Tuesday, 9 June 2009

The Visible Craftsman

During a lull on Sunday I wandered around the exhibitors at Earls Court and found myself unsurprisingly attracted to a display of magazines at the University for the Creative Arts at Epsom. I've been flicking through the contents of Segue (available online here) ever since. My favourite article inside issue seven introduced Edward Lorenz Tan, a menswear graduate from Parsons, to me. The Parson's judging panel recently named Lorenz Tan Menswear Designer of the Year and from this article it is obvious that he is an exciting talent. There are few images of his work available online so I had to snap my favourite image from the article which shows a t shirt from his 'Craftsman' collection.

"Most men who buy clothes now don't necessarily understand how much work actually goes in to a button-down shirt or a pair of pants," Edward Lorenz Tan.
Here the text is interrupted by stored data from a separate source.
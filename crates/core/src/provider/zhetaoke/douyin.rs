use async_trait::async_trait;
use cashback_adapters::normalize::DEFAULT_TITLE;
use cashback_adapters::ztk::douyin_link_types;
use cashback_adapters::{
    ActivityAdapter, AdapterContext, DetailSource, Platform, StandardActivityDetail,
    ZtkDouyinAdapter,
};
use log::{debug, warn};
use serde_json::Value;

use super::{ZhetaokeClient, ZHETAOKE_CAPABILITIES};
use crate::errors::{Error, Result};
use crate::provider::capabilities::{ProviderCapabilities, ProviderFeature, SupplierCode};
use crate::provider::traits::{
    ActivityListResult, ConvertLinkOptions, ConvertLinkResult, FetchDetailOptions,
    FetchListOptions, SupplierProvider,
};
use crate::signer::{ParamValue, Params};

const CONVERT_ENDPOINT: &str = "https://api.zhetaoke.com:10001/api/open_douyin_zhuanlian.ashx";

/// Response codes the conversion endpoint uses for success.
const SUCCESS_CODES: [i64; 2] = [10000, 200];
const CONVERT_FAILED: &str = "转链失败";

/// Douyin is conversion-only: there is no activity catalogue to list.
pub struct ZhetaokeDouyinProvider {
    client: ZhetaokeClient,
    adapter: ZtkDouyinAdapter,
}

impl ZhetaokeDouyinProvider {
    pub fn new(client: ZhetaokeClient) -> Self {
        Self {
            client,
            adapter: ZtkDouyinAdapter::new(),
        }
    }

    fn unsupported(&self, feature: ProviderFeature) -> Error {
        Error::unsupported_operation(feature.as_str(), SupplierCode::Zhetaoke, Platform::Douyin)
    }
}

fn response_code(response: &Value) -> Option<i64> {
    match response.get("code")? {
        Value::Number(number) => number.as_i64(),
        Value::String(text) => text.trim().parse().ok(),
        _ => None,
    }
}

fn into_convert_result(detail: StandardActivityDetail, trace_id: String) -> ConvertLinkResult {
    let short_link = detail
        .links_by_type
        .get(douyin_link_types::SHORT)
        .cloned();
    let title = Some(detail.summary.title).filter(|title| title != DEFAULT_TITLE);

    ConvertLinkResult {
        platform: Platform::Douyin,
        link: detail.link.unwrap_or_default(),
        short_link,
        qr_code: detail.qrcodes.first().map(|qr| qr.url.clone()),
        trace_id,
        title,
        link_variants: detail.link_variants,
        qrcodes: detail.qrcodes,
    }
}

#[async_trait]
impl SupplierProvider for ZhetaokeDouyinProvider {
    fn supplier(&self) -> SupplierCode {
        SupplierCode::Zhetaoke
    }

    fn platform(&self) -> Platform {
        Platform::Douyin
    }

    fn priority(&self) -> u32 {
        self.client.priority()
    }

    fn capabilities(&self) -> &'static ProviderCapabilities {
        &ZHETAOKE_CAPABILITIES
    }

    async fn fetch_activity_list(&self, _options: FetchListOptions) -> Result<ActivityListResult> {
        Err(self.unsupported(ProviderFeature::ActivityList))
    }

    async fn fetch_activity_detail(
        &self,
        _options: FetchDetailOptions,
    ) -> Result<StandardActivityDetail> {
        Err(self.unsupported(ProviderFeature::ActivityDetail))
    }

    async fn convert_link(&self, options: ConvertLinkOptions) -> Result<ConvertLinkResult> {
        let ConvertLinkOptions {
            content,
            external_info,
            trace_id,
        } = options;
        debug!("[zhetaoke:douyin] Converting link (trace: {})", trace_id);

        let mut params = Params::new();
        params.insert("product_url".to_string(), content.into());
        params.insert("need_qr_code".to_string(), "true".into());
        params.insert("use_coupon".to_string(), "true".into());
        params.insert("need_share_link".to_string(), "true".into());
        params.insert("external_info".to_string(), ParamValue::from(external_info));

        let response = self
            .client
            .get(CONVERT_ENDPOINT, &trace_id, &trace_id, params)
            .await?;

        let code = response_code(&response);
        if !code.is_some_and(|code| SUCCESS_CODES.contains(&code)) {
            let message = response
                .get("msg")
                .and_then(Value::as_str)
                .filter(|msg| !msg.is_empty())
                .unwrap_or(CONVERT_FAILED)
                .to_string();
            warn!(
                "[zhetaoke:douyin] Conversion rejected with code {:?}: {} (trace: {})",
                code, message, trace_id
            );
            return Err(Error::platform_request(message, trace_id)
                .with_origin(SupplierCode::Zhetaoke, Platform::Douyin)
                .with_details(Some(response)));
        }

        let ctx = AdapterContext::new(trace_id.as_str());
        let detail = self
            .adapter
            .normalize_detail(&DetailSource::from_response(response), &ctx);
        Ok(into_convert_result(detail, trace_id))
    }

    async fn health_check(&self) -> bool {
        self.client.health_check().await
    }
}

#[cfg(test)]
mod tests {
    use super::*;
    use crate::provider::zhetaoke::test_support::{client, ScriptedHttpClient};
    use serde_json::json;

    fn provider(http: std::sync::Arc<ScriptedHttpClient>) -> ZhetaokeDouyinProvider {
        ZhetaokeDouyinProvider::new(client(Platform::Douyin, http))
    }

    #[tokio::test]
    async fn test_list_and_detail_are_unsupported_without_network() {
        let http = ScriptedHttpClient::new(vec![]);
        let provider = provider(http.clone());

        let err = provider
            .fetch_activity_list(FetchListOptions::new(1, 10, "douyin-t"))
            .await
            .unwrap_err();
        assert!(matches!(
            err,
            Error::UnsupportedOperation { ref operation, .. } if operation == "activityList"
        ));

        let err = provider
            .fetch_activity_detail(FetchDetailOptions::new("1", "douyin-t"))
            .await
            .unwrap_err();
        assert!(matches!(err, Error::UnsupportedOperation { .. }));
        assert_eq!(http.call_count(), 0);
    }

    #[tokio::test]
    async fn test_convert_link() {
        let http = ScriptedHttpClient::new(vec![Ok(json!({
            "code": 10000,
            "data": {"data": {
                "dy_zlink": "https://v.douyin.com/abc",
                "dy_deeplink": "snssdk1128://x",
                "qr_code": {"url": "https://img/qr.png", "width": 300, "height": 300}
            }}
        }))]);
        let result = provider(http.clone())
            .convert_link(
                ConvertLinkOptions::new("https://v.douyin.com/src", "douyin-t")
                    .with_external_info("u1"),
            )
            .await
            .unwrap();

        assert_eq!(result.link, "https://v.douyin.com/abc");
        assert_eq!(result.short_link.as_deref(), Some("https://v.douyin.com/abc"));
        assert_eq!(result.qr_code.as_deref(), Some("https://img/qr.png"));
        assert_eq!(result.title, None);
        assert_eq!(result.link_variants.len(), 2);

        let (url, options) = http.request(0);
        assert_eq!(url, CONVERT_ENDPOINT);
        assert_eq!(
            options.params.get("product_url").map(String::as_str),
            Some("https://v.douyin.com/src")
        );
        assert_eq!(options.params.get("need_qr_code").map(String::as_str), Some("true"));
        assert_eq!(options.params.get("external_info").map(String::as_str), Some("u1"));
    }

    #[tokio::test]
    async fn test_convert_link_accepts_string_code() {
        let http = ScriptedHttpClient::new(vec![Ok(json!({
            "code": "200",
            "data": {"data": {"dy_zlink": "https://v.douyin.com/str"}}
        }))]);
        let result = provider(http.clone())
            .convert_link(ConvertLinkOptions::new("https://v.douyin.com/src", "douyin-t"))
            .await
            .unwrap();

        assert_eq!(result.platform, Platform::Douyin);
        assert_eq!(result.link, "https://v.douyin.com/str");
        assert_eq!(result.trace_id, "douyin-t");
        assert_eq!(http.call_count(), 1);
    }

    #[tokio::test]
    async fn test_convert_link_rejected() {
        let payload = json!({"code": 40001, "msg": "链接无效"});
        let http = ScriptedHttpClient::new(vec![Ok(payload.clone())]);
        let err = provider(http)
            .convert_link(ConvertLinkOptions::new("bad", "douyin-t"))
            .await
            .unwrap_err();

        match err {
            Error::PlatformRequest {
                message, details, ..
            } => {
                assert_eq!(message, "链接无效");
                assert_eq!(details, Some(payload));
            }
            other => panic!("unexpected error: {:?}", other),
        }
    }

    #[tokio::test]
    async fn test_convert_link_defaults_message() {
        let http = ScriptedHttpClient::new(vec![Ok(json!({"code": "500"}))]);
        let err = provider(http)
            .convert_link(ConvertLinkOptions::new("bad", "douyin-t"))
            .await
            .unwrap_err();
        assert!(matches!(err, Error::PlatformRequest { ref message, .. } if message == "转链失败"));
    }
}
The designer dipped his fingers in black paint during the construction of each piece of his 'Craftsman' collection documenting where he touched the garments and ultimately demonstrating how much work was put in to the creating process. It is true that most of us have no idea what goes in to the construction of our favourite wardrobe inhabitants and I for one would love to know more. This collection explicitly displays the designers craftsmanship to a much more tangible level for a newer generation and ultimately shows that there is art in the creation of even the seemingly simple pieces. I have to confess that I am tempted to dip my own fingers in to paint and attempt something similar...although it might just get me in to trouble...


j said...

Yes, and what confuses me also is how they are priced. I can understand paying a couple hundred dollars for a blazer, but then why are others priced at $1000 dollars and still others at $100. Of course there is materials and quality of construction, but I still don't quite understand the wide range in price.

Quail said...

I might be able to answer J's question. Price is heavily related to what the label owner believes is required to market their specific label and achieve sales and then profit. Labels with mega marketing budgets are well known whilst grass roots labels are obscured from view and totally unheard of. In my specific case--I operate a tiny speck of a label and wholesale to independent shops around the UK--'My' retail prices are what shops require to pay their rent, staff, taxes etc.

In the same vein of the post subject, people often wonder why baby clothes are so expensive. True, the marketing devil is at play but it's also fiddly as hell to manufacture baby clothing. The fabric, zips and button costs is overrun by sheer specialist labour.

Unknown said...

-ansother aspect is that though garments can be overpriced, there are even more underpriced garments! There should ring an alarm when things get to cheap!